CAR-T cell therapy is effective in hematologic malignancies but remains challenging in solid tumors owing to antigen heterogeneity and tumor microenvironment-induced exhaustion. Here, gene editing of the nuclear receptor NR2F6 restores CAR-T cell functionality, sustaining a TCF1⁺ progenitor-exhausted phenotype, enhancing metabolic fitness, and preserving cytotoxic potency under chronic antigen exposure. In immunocompetent models, Nr2f6-deficient CAR-T cells suppress solid tumor growth and induce robust, polyclonal host antitumor responses that persist after CAR-T clearance, as demonstrated by tumor re-challenge protection.

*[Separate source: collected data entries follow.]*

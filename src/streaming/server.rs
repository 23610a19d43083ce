//! MjpegServer (spec §4.2, component C2): the per-printer HTTP endpoint
//! multiplexer for MJPEG, snapshot, H.264-over-WebSocket, HLS/LL-HLS, status
//! and LED control. Route table and the builder pattern are carried over
//! from the project's structural ancestor's `StreamServer`/`StreamServerBuilder`
//! (`examples/retrontology-doorcam/src/streaming/server.rs`), generalized from
//! one fixed MJPEG route to the full endpoint table in spec §4.2.

use std::net::SocketAddr;
use std::sync::Arc;
use std::time::Duration;

use axum::routing::get;
use axum::Router;
use tracing::info;

use crate::error::{AcproxycamError, Result, StreamError};
use crate::events::EventBus;
use crate::frame_hub::FrameHub;
use crate::hls::HlsSegmenter;

use super::client_counts::ClientCounts;
use super::handlers::{
    h264_ws_handler, hls_fragment_handler, hls_playlist_handler, led_get_handler, led_put_handler, snapshot_handler,
    status_handler, stream_handler,
};
use super::status::StatusCell;

#[async_trait::async_trait]
pub trait LedControl: Send + Sync {
    async fn get_led(&self) -> (bool, Option<u32>);
    async fn set_led(&self, on: bool, brightness: Option<u32>) -> Result<()>;
}

#[derive(Clone)]
pub struct ServerState {
    pub(crate) printer: String,
    pub(crate) frame_hub: Arc<FrameHub>,
    pub(crate) hls: Arc<HlsSegmenter>,
    pub(crate) event_bus: Arc<EventBus>,
    pub(crate) client_counts: Arc<ClientCounts>,
    pub(crate) status: Arc<StatusCell>,
    pub(crate) led: Arc<dyn LedControl>,
    pub(crate) max_fps: u32,
    pub(crate) idle_fps: u32,
    pub(crate) snapshot_deadline: Duration,
    pub(crate) hls_target_duration_secs: u32,
    pub(crate) hls_part_duration_secs: f64,
}

pub struct MjpegServer {
    bind_addr: SocketAddr,
    state: ServerState,
}

impl MjpegServer {
    pub fn new(bind_addr: SocketAddr, state: ServerState) -> Self {
        Self { bind_addr, state }
    }

    /// Lets the caller keep a handle to the shared status cell before
    /// `start` consumes the server, so it can push state transitions the
    /// server itself has no visibility into (decoder/MQTT lifecycle).
    pub fn status_cell(&self) -> Arc<StatusCell> {
        Arc::clone(&self.state.status)
    }

    pub async fn start(self) -> Result<()> {
        let app = Router::new()
            .route("/stream", get(stream_handler))
            .route("/snapshot", get(snapshot_handler))
            .route("/h264", get(h264_ws_handler))
            .route("/hls/playlist.m3u8", get(hls_playlist_handler))
            .route("/hls/:filename", get(hls_fragment_handler))
            .route("/status", get(status_handler))
            .route("/led", get(led_get_handler).put(led_put_handler))
            .with_state(self.state.clone());

        info!(printer = %self.state.printer, addr = %self.bind_addr, "starting MjpegServer");

        let listener = tokio::net::TcpListener::bind(self.bind_addr)
            .await
            .map_err(|e| StreamError::BindFailed { address: self.bind_addr.to_string(), source: e })?;

        axum::serve(listener, app)
            .await
            .map_err(|e| StreamError::StartupFailed(e.to_string()))?;

        Ok(())
    }
}

pub struct MjpegServerBuilder {
    printer: Option<String>,
    bind_addr: Option<SocketAddr>,
    frame_hub: Option<Arc<FrameHub>>,
    hls: Option<Arc<HlsSegmenter>>,
    event_bus: Option<Arc<EventBus>>,
    led: Option<Arc<dyn LedControl>>,
    max_fps: u32,
    idle_fps: u32,
    snapshot_deadline: Duration,
    hls_target_duration_secs: u32,
    hls_part_duration_secs: f64,
}

impl MjpegServerBuilder {
    pub fn new() -> Self {
        Self {
            printer: None,
            bind_addr: None,
            frame_hub: None,
            hls: None,
            event_bus: None,
            led: None,
            max_fps: 15,
            idle_fps: 1,
            snapshot_deadline: Duration::from_secs(2),
            hls_target_duration_secs: 2,
            hls_part_duration_secs: 0.5,
        }
    }

    pub fn printer(mut self, printer: impl Into<String>) -> Self {
        self.printer = Some(printer.into());
        self
    }

    pub fn bind_addr(mut self, addr: SocketAddr) -> Self {
        self.bind_addr = Some(addr);
        self
    }

    pub fn frame_hub(mut self, frame_hub: Arc<FrameHub>) -> Self {
        self.frame_hub = Some(frame_hub);
        self
    }

    pub fn hls(mut self, hls: Arc<HlsSegmenter>) -> Self {
        self.hls = Some(hls);
        self
    }

    pub fn event_bus(mut self, event_bus: Arc<EventBus>) -> Self {
        self.event_bus = Some(event_bus);
        self
    }

    pub fn led(mut self, led: Arc<dyn LedControl>) -> Self {
        self.led = Some(led);
        self
    }

    pub fn max_fps(mut self, fps: u32) -> Self {
        self.max_fps = fps;
        self
    }

    pub fn idle_fps(mut self, fps: u32) -> Self {
        self.idle_fps = fps;
        self
    }

    pub fn snapshot_deadline(mut self, deadline: Duration) -> Self {
        self.snapshot_deadline = deadline;
        self
    }

    pub fn build(self) -> Result<MjpegServer> {
        let printer = self.printer.ok_or_else(|| AcproxycamError::system("printer name is required"))?;
        let bind_addr = self.bind_addr.ok_or_else(|| AcproxycamError::system("bind address is required"))?;
        let frame_hub = self.frame_hub.ok_or_else(|| AcproxycamError::system("frame hub is required"))?;
        let hls = self.hls.ok_or_else(|| AcproxycamError::system("hls segmenter is required"))?;
        let event_bus = self.event_bus.ok_or_else(|| AcproxycamError::system("event bus is required"))?;
        let led = self.led.ok_or_else(|| AcproxycamError::system("led control is required"))?;

        let state = ServerState {
            status: Arc::new(StatusCell::new(super::status::StatusView::initial(&printer))),
            printer,
            frame_hub,
            hls,
            event_bus,
            client_counts: ClientCounts::new(),
            led,
            max_fps: self.max_fps,
            idle_fps: self.idle_fps,
            snapshot_deadline: self.snapshot_deadline,
            hls_target_duration_secs: self.hls_target_duration_secs,
            hls_part_duration_secs: self.hls_part_duration_secs,
        };

        Ok(MjpegServer::new(bind_addr, state))
    }
}

impl Default for MjpegServerBuilder {
    fn default() -> Self {
        Self::new()
    }
}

Although infused CAR-T cells disappear within 2 weeks, durable tumor control coincides with epitope spreading and secondary immune responses, likely via dendritic cell reactivation. Protection against antigen-negative tumors and transferable immunity reveal a dual mode of direct cytotoxicity followed by durable immune reprogramming. This broadened host immunity may offset immune escape driven by antigen heterogeneity or loss, establishing NR2F6 inhibition as a promising CAR-T engineering strategy for durable, antigen-agnostic solid-tumor immunotherapy.

Data availability

The bulk data generated in this study have been deposited in the Gene Expression Omnibus (GEO) under accession GSE284026. The single-cell sequencing supporting the findings of this study are available on GEO and can be found with the accession GSE284026. All data is publicly available and can be accessed by researchers worldwide. All data are included in the Supplementary Information or available from the authors, as are unique reagents used in this Article. The raw numbers for charts and graphs are available in the Source Data file whenever possible. Source data are provided with this paper.

Code availability

While we did not develop any new algorithms or tools for this study, we did use a number of open source tools to analyze the data. The specific tools and versions that we used are listed in the “methods” section of the paper. We will share our analysis code upon request.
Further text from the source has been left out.